Click links below for the latest on each of the areas under attack:

  • Taj Mahal hotel
  • Oberoi hotel
  • Chabad House
  • Taj Mahal hotel

    Three militants have been killed at the Taj Mahal motel, but more could remain, the director-general of the National Security Guard said shortly before 9 a.m. local time Saturday, according to CNN sister station CNN-IBN.

    The comments by the director-general, J.K. Dutt, came shortly after Mumbai Police Chief Hussain Gafoor told CNN-IBN that the last militants at the Taj had been killed.

    The statements coincided with an apparent end of gunfire at the hotel. Gunfire and explosions had been heard at various times Saturday morning at the Taj, where Indian security forces believed that gunmen were holed up.

    About 7:15 a.m. local time Saturday (8:45 p.m. ET Friday), shots were fired out from the hotel, prompting journalists gathered outside the building to back up, CNN's Sara Sidner said.

    Minutes late, a fire -- which Dutt said had been set by militants as a diversionary tactic -- began burning part of the first two floors of the Victorian structure, and more gunfire could be heard.

    Eventually, a man in the hotel approached an open window and was trying to throw out a grenade when he was shot by a police sniper, CNN-IBN reported. The man fell from the window to the ground, and the station broadcast a picture of the body taken by a cell phone.

    Some security personnel then took off their bulletproof vests, and firefighters approached the building to battle the flames. By 8:30 a.m. local time (10 p.m. ET Friday), the fire had been brought under control, Dutt said.

    Dutt said security forces would be searching the rest of the hotel for civilians and any possible remaining militants, CNN-IBN reported.

    On Wednesday, gunmen took control of the hotel, throwing grenades, firing high-powered weapons and taking hostages. Some witnesses reported that the gunmen asked for people with British and American passports.

    For much of the night, fires burned throughout the hotel, and blasts, believed to be from grenades, were heard.

    Mumbai's police chief Hussain Gafoor said that most of the attackers had been heavily armed. "Most of the terrorists, the ones who were already shot dead, they were carrying an AK assault rifle, one or two handguns and grenades."

    Several people standing among journalists several hundred yards from the hotel were injured in earlier gunfire and explosions, but it was unclear whether their wounds were from the blast's shrapnel or from bullets. Video Watch CNN's Sara Sidner reporting from the scene »

    Oberoi hotel

    More than 40 hours after gunmen took over the Oberoi Hotel, police rescued the remaining hostages, evacuated guests and cleared it of militants Friday afternoon, a police official said.

    Two terrorists were killed in the operation, said J.K. Dutt, the National Security Guard's director-general. Authorities found six bodies on a staircase at the hotel, but their identities were not determined, Dutt said.

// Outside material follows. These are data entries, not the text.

impl DriverOption {
    /// Creates a [`DriverOption::Bool`].
    #[must_use]
    pub fn bool(docs: &str, default: bool) -> Self {
        DriverOption::Bool {
            docs: docs.to_string(),
            default,
        }
    }

    /// Creates a [`DriverOption::Int`].
    #[must_use]
    pub fn int(docs: &str, default: i64) -> Self {
        DriverOption::Int {
            docs: docs.to_string(),
            default,
        }
    }

    /// Creates a [`DriverOption::String`].
    #[must_use]
    pub fn string(docs: &str, default: &str) -> Self {
        DriverOption::String {
            docs: docs.to_string(),
            default: default.to_string(),
        }
    }

    /// Creates a [`DriverOption::Set`].
    #[must_use]
    pub fn set(docs: &str, values: &[&str], default: &str, allow_none: bool) -> Self {
        DriverOption::Set {
            docs: docs.to_string(),
            values: values.iter().map(|v| (*v).to_string()).collect(),
            default: default.to_string(),
            allow_none,
        }
    }

    /// Creates a [`DriverOption::Hidden`].
    #[must_use]
    pub fn hidden(value: &str) -> Self {
        DriverOption::Hidden {
            value: value.to_string(),
        }
    }

    /// Name of the option kind.
    #[must_use]
    pub fn kind_name(&self) -> &'static str {
        match self {
            DriverOption::Bool { .. } => "Bool",
            DriverOption::Int { .. } => "Int",
            DriverOption::String { .. } => "String",
            DriverOption::Set { .. } => "Set",
            DriverOption::Hidden { .. } => "Hidden",
        }
    }

    /// Documentation text; empty for hidden options.
    #[must_use]
    pub fn docs(&self) -> &str {
        match self {
            DriverOption::Bool { docs, .. }
            | DriverOption::Int { docs, .. }
            | DriverOption::String { docs, .. }
            | DriverOption::Set { docs, .. } => docs,
            DriverOption::Hidden { .. } => "",
        }
    }

    /// Value emitted into the default option list, if any.
    ///
    /// Integer, string and hidden options always emit; sets emit only with a
    /// non-empty default; booleans never emit.
    #[must_use]
    pub fn default_value(&self) -> Option<String> {
        match self {
            DriverOption::Bool { .. } => None,
            DriverOption::Int { default, .. } => Some(default.to_string()),
            DriverOption::String { default, .. } => Some(default.clone()),
            DriverOption::Set { default, .. } if default.is_empty() => None,
            DriverOption::Set { default, .. } => Some(default.clone()),
            DriverOption::Hidden { value } => Some(value.clone()),
        }
    }
}

impl fmt::Display for DriverOption {
    fn fmt(&self, f: &mut fmt::Formatter<'_>) -> fmt::Result {
        match self {
            DriverOption::Bool { default, .. } => f.write_str(if *default { "YES" } else { "NO" }),
            DriverOption::Int { default, .. } => write!(f, "{default}"),
            DriverOption::String { default, .. } => f.write_str(default),
            DriverOption::Set {
                values,
                default,
                allow_none,
                ..
            } => {
                write!(f, "{default} [{}]", values.join("|"))?;
                if *allow_none {
                    f.write_str(" (optional)")?;
                }
                Ok(())
            },
            DriverOption::Hidden { value } => f.write_str(value),
        }
    }
}

/// Scope of a creation option.
#[derive(Debug, Clone, Copy, PartialEq, Eq)]
pub enum OptionScope {
    /// Options passed when creating the dataset
    Dataset,
    /// Options passed when creating the layer
    Layer,
}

    Thirty-six people were found dead at the Oberoi hotel premises, which includes the Trident, a hotel connected by a common corridor, according to Bhushan Gagrani, a Maharashtra state official.

    Inside the hotel, police recovered pistols, military assault rifles and grenades, Mumbai police Commissioner Hussain Gafoor said.

    Relieved guests, many of them foreigners and some children, hugged one another before boarding buses and vans brought in to take them away.

    Chabad House

    The bodies of five hostages were found in the Chabad House, an Israeli Foreign Ministry official said Friday.

    Spokesman Haim Hoshen told an Israel news station that the bodies had been found.

    Rabbi Gavriel Noach Holtzberg, an American who was the city's envoy for the community, and his Israeli wife were among the dead in Chabad House, said Rabbi Zalman Shmotkin, a spokesman for Chabad-Lubavitch International in the United States.

    One of the three other dead hostages was a second American rabbi, according to the office of New York Mayor Michael Bloomberg.

    Hours earlier, two dozen soldiers landed on the rooftop of the five-story building. Throngs of onlookers crowded into terraces of nearby buildings and heard sounds of gunfire and at least 10 explosions coming from inside.

    The Chabad House, also known as the Nariman House, is the Mumbai headquarters of the Chabad, a Hasidic Jewish movement.

    Israeli newspaper Haaretz reported that Sandra Samuel, a cook for the center who had barricaded herself in a room in the house, said she grabbed a toddler whom she identified as Holtzberg's son and fled the building with another person.

    "I took the child. I just grabbed the baby and ran out," Samuel told Haaretz.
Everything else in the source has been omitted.